* [Data under study]
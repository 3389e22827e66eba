//! Quote Keeper - keep, filter and sync a personal quote collection.
//!
//! Quotes live in a local `SQLite` key-value store. A reconciler merges a
//! remote quote list into the collection, keyed by exact text, without
//! touching local records.
//!
//!   quote-keeper show                     # Random quote from the selected category
//!   quote-keeper list -c Life             # Filter and remember the category
//!   quote-keeper add "Be kind." Life      # Add a quote
//!   quote-keeper export -o backup.json    # Snapshot to JSON
//!   quote-keeper watch                    # Sync every 30 seconds until Ctrl-C

mod application;
mod cli;
mod domain;
mod infrastructure;

use std::path::{Path, PathBuf};
use std::sync::Arc;

use clap::Parser;
use colored::Colorize;
use rand::rngs::StdRng;
use rand::SeedableRng;
use tracing_subscriber::{fmt, prelude::*, EnvFilter};

use application::{
    export_to_file, format_categories, format_quote, format_quotes, format_sync_state,
    import_from_file, ConsoleListener, OutputFormat, Presenter, QuoteStore, Reconciler,
    SharedStore,
};
use cli::{Cli, Commands};
use domain::{AppConfig, AppError, SyncOutcome};
use infrastructure::{
    config_file_path, ensure_config_exists, load_config, load_config_from_file, HttpRemote,
    LocalStorage, MemoryStorage, RemoteSource,
};

#[tokio::main]
async fn main() {
    let cli = Cli::parse();

    // Setup logging based on verbosity
    setup_logging(cli.verbose);

    if let Err(e) = run(cli).await {
        eprintln!("{} {}", "Error:".red().bold(), e);
        std::process::exit(1);
    }
}

/// Everything a command needs, opened once.
struct App {
    config: AppConfig,
    store: SharedStore,
    remote: Arc<dyn RemoteSource>,
    presenter: Presenter,
}

impl App {
    fn open(config: AppConfig) -> domain::Result<Self> {
        let storage = LocalStorage::open(&config.storage_db_path())?;
        let store = QuoteStore::initialize(Box::new(storage)).shared();

        let remote: Arc<dyn RemoteSource> = Arc::new(HttpRemote::new(&config.remote)?);
        let post_to = config.remote.post_on_add.then(|| Arc::clone(&remote));

        let presenter = Presenter::new(
            Arc::clone(&store),
            Box::new(MemoryStorage::new()),
            post_to,
        );

        Ok(Self {
            config,
            store,
            remote,
            presenter,
        })
    }

    fn reconciler(&self) -> Arc<Reconciler> {
        Arc::new(Reconciler::new(
            Arc::clone(&self.store),
            Arc::clone(&self.remote),
            Arc::new(ConsoleListener),
        ))
    }
}

/// Main application logic.
async fn run(cli: Cli) -> domain::Result<()> {
    let format = cli
        .output_format()
        .map_err(|message| AppError::Config { message })?;

    let config = match &cli.config {
        Some(path) => load_config_from_file(path)?,
        None => load_config()?,
    };

    if let Commands::Config { init } = cli.command {
        return cmd_config(&config, cli.config.as_deref(), init);
    }

    let app = App::open(config)?;

    match cli.command {
        Commands::Show => cmd_show(&app).await?,
        Commands::List { category } => cmd_list(&app, category.as_deref(), format).await?,
        Commands::Categories => cmd_categories(&app).await,
        Commands::Add { text, category } => cmd_add(&app, &text, &category).await?,
        Commands::Export { output } => cmd_export(&app, &output).await?,
        Commands::Import { path } => cmd_import(&app, &path).await?,
        Commands::Sync => cmd_sync(&app).await?,
        Commands::Watch => cmd_watch(&app).await,
        Commands::Config { .. } => {}
    }

    Ok(())
}

/// Show a random quote.
async fn cmd_show(app: &App) -> domain::Result<()> {
    let mut rng = StdRng::from_entropy();

    match app.presenter.show_random(&mut rng).await? {
        Some(quote) => println!("{}", format_quote(&quote)),
        None => {
            let filter = app.presenter.current_filter().await;
            println!(
                "No quotes in category {}",
                filter.as_deref().unwrap_or("all").yellow()
            );
        }
    }

    Ok(())
}

/// List quotes under a category filter.
async fn cmd_list(app: &App, category: Option<&str>, format: OutputFormat) -> domain::Result<()> {
    let (selected, quotes) = app.presenter.filter(category).await?;
    let refs: Vec<_> = quotes.iter().collect();

    let output = format_quotes(&refs, format).map_err(AppError::json_parse)?;

    if matches!(format, OutputFormat::Json) {
        println!("{output}");
    } else {
        println!("{} {} ({})", "📜 Category:".bold(), selected.cyan(), quotes.len());
        println!("{output}");
    }

    Ok(())
}

/// List categories.
async fn cmd_categories(app: &App) {
    let (categories, selected) = app.presenter.categories().await;
    println!("{}", format_categories(&categories, selected.as_deref()));
}

/// Add a quote.
async fn cmd_add(app: &App, text: &str, category: &str) -> domain::Result<()> {
    let record = app.presenter.add_quote(text, category).await?;
    println!("{} Added to {}", "✓".green().bold(), record.category.cyan());
    Ok(())
}

/// Export all quotes.
async fn cmd_export(app: &App, output: &Path) -> domain::Result<()> {
    let store = app.store.lock().await;
    if store.is_empty() {
        println!("{}", "Collection is empty, writing an empty snapshot".yellow());
    }
    let count = export_to_file(&store, output)?;
    println!(
        "{} Exported {} quotes to {}",
        "✓".green().bold(),
        count,
        output.display()
    );
    Ok(())
}

/// Import quotes from a snapshot.
async fn cmd_import(app: &App, path: &Path) -> domain::Result<()> {
    let mut store = app.store.lock().await;
    let count = import_from_file(&mut store, path)?;
    println!(
        "{} Quotes imported successfully! ({} added, {} total)",
        "✓".green().bold(),
        count,
        store.len()
    );
    Ok(())
}

/// Run one reconciliation.
async fn cmd_sync(app: &App) -> domain::Result<()> {
    let reconciler = app.reconciler();

    if let SyncOutcome::AlreadyRunning = reconciler.sync_once().await? {
        println!("A sync is already running");
    }

    Ok(())
}

/// Reconcile on the configured interval until Ctrl-C.
async fn cmd_watch(app: &App) {
    let reconciler = app.reconciler();
    let sync = &app.config.sync;

    if !sync.enabled {
        println!(
            "{} Periodic sync is disabled (sync.enabled = false in config)",
            "⏸".yellow().bold()
        );
        return;
    }

    println!(
        "{} Syncing every {}s, press Ctrl-C to stop",
        "🔄".bold(),
        sync.interval().as_secs()
    );

    Arc::clone(&reconciler)
        .run(sync, async {
            if let Err(e) = tokio::signal::ctrl_c().await {
                tracing::error!(error = %e, "Failed to listen for Ctrl-C");
            }
        })
        .await;

    println!();
    println!("{}", format_sync_state(&reconciler.state()));
}

/// Show or initialize configuration.
fn cmd_config(config: &AppConfig, explicit: Option<&Path>, init: bool) -> domain::Result<()> {
    let path: PathBuf = explicit.map_or_else(config_file_path, Path::to_path_buf);

    if init {
        if ensure_config_exists(&path)? {
            println!("{} Created {}", "✓".green().bold(), path.display());
        } else {
            println!("Config already exists at {}", path.display());
        }
        return Ok(());
    }

    let content = toml::to_string_pretty(config).map_err(|e| AppError::Config {
        message: format!("Failed to serialize config: {e}"),
    })?;

    println!("{} {}", "⚙️  Config file:".bold(), path.display());
    println!("{} {}", "💾 Storage:".bold(), config.storage_db_path().display());
    println!();
    println!("{content}");

    Ok(())
}

/// Setup tracing/logging based on verbosity level.
fn setup_logging(verbosity: u8) {
    let filter = match verbosity {
        0 => "warn",
        1 => "info",
        2 => "debug",
        _ => "trace",
    };

    let filter = EnvFilter::try_from_default_env().unwrap_or_else(|_| EnvFilter::new(filter));

    tracing_subscriber::registry()
        .with(fmt::layer().with_target(false).without_time())
        .with(filter)
        .init();
}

* [Exercise]
Looking back over the data above, restate word for word the lines that begin at the line with "the selected category" and end at the line with "# Add a quote", inclusive.

* [Response to the exercise]
//!   quote-keeper show                     # Random quote from the selected category
//!   quote-keeper list -c Life             # Filter and remember the category
//!   quote-keeper add "Be kind." Life      # Add a quote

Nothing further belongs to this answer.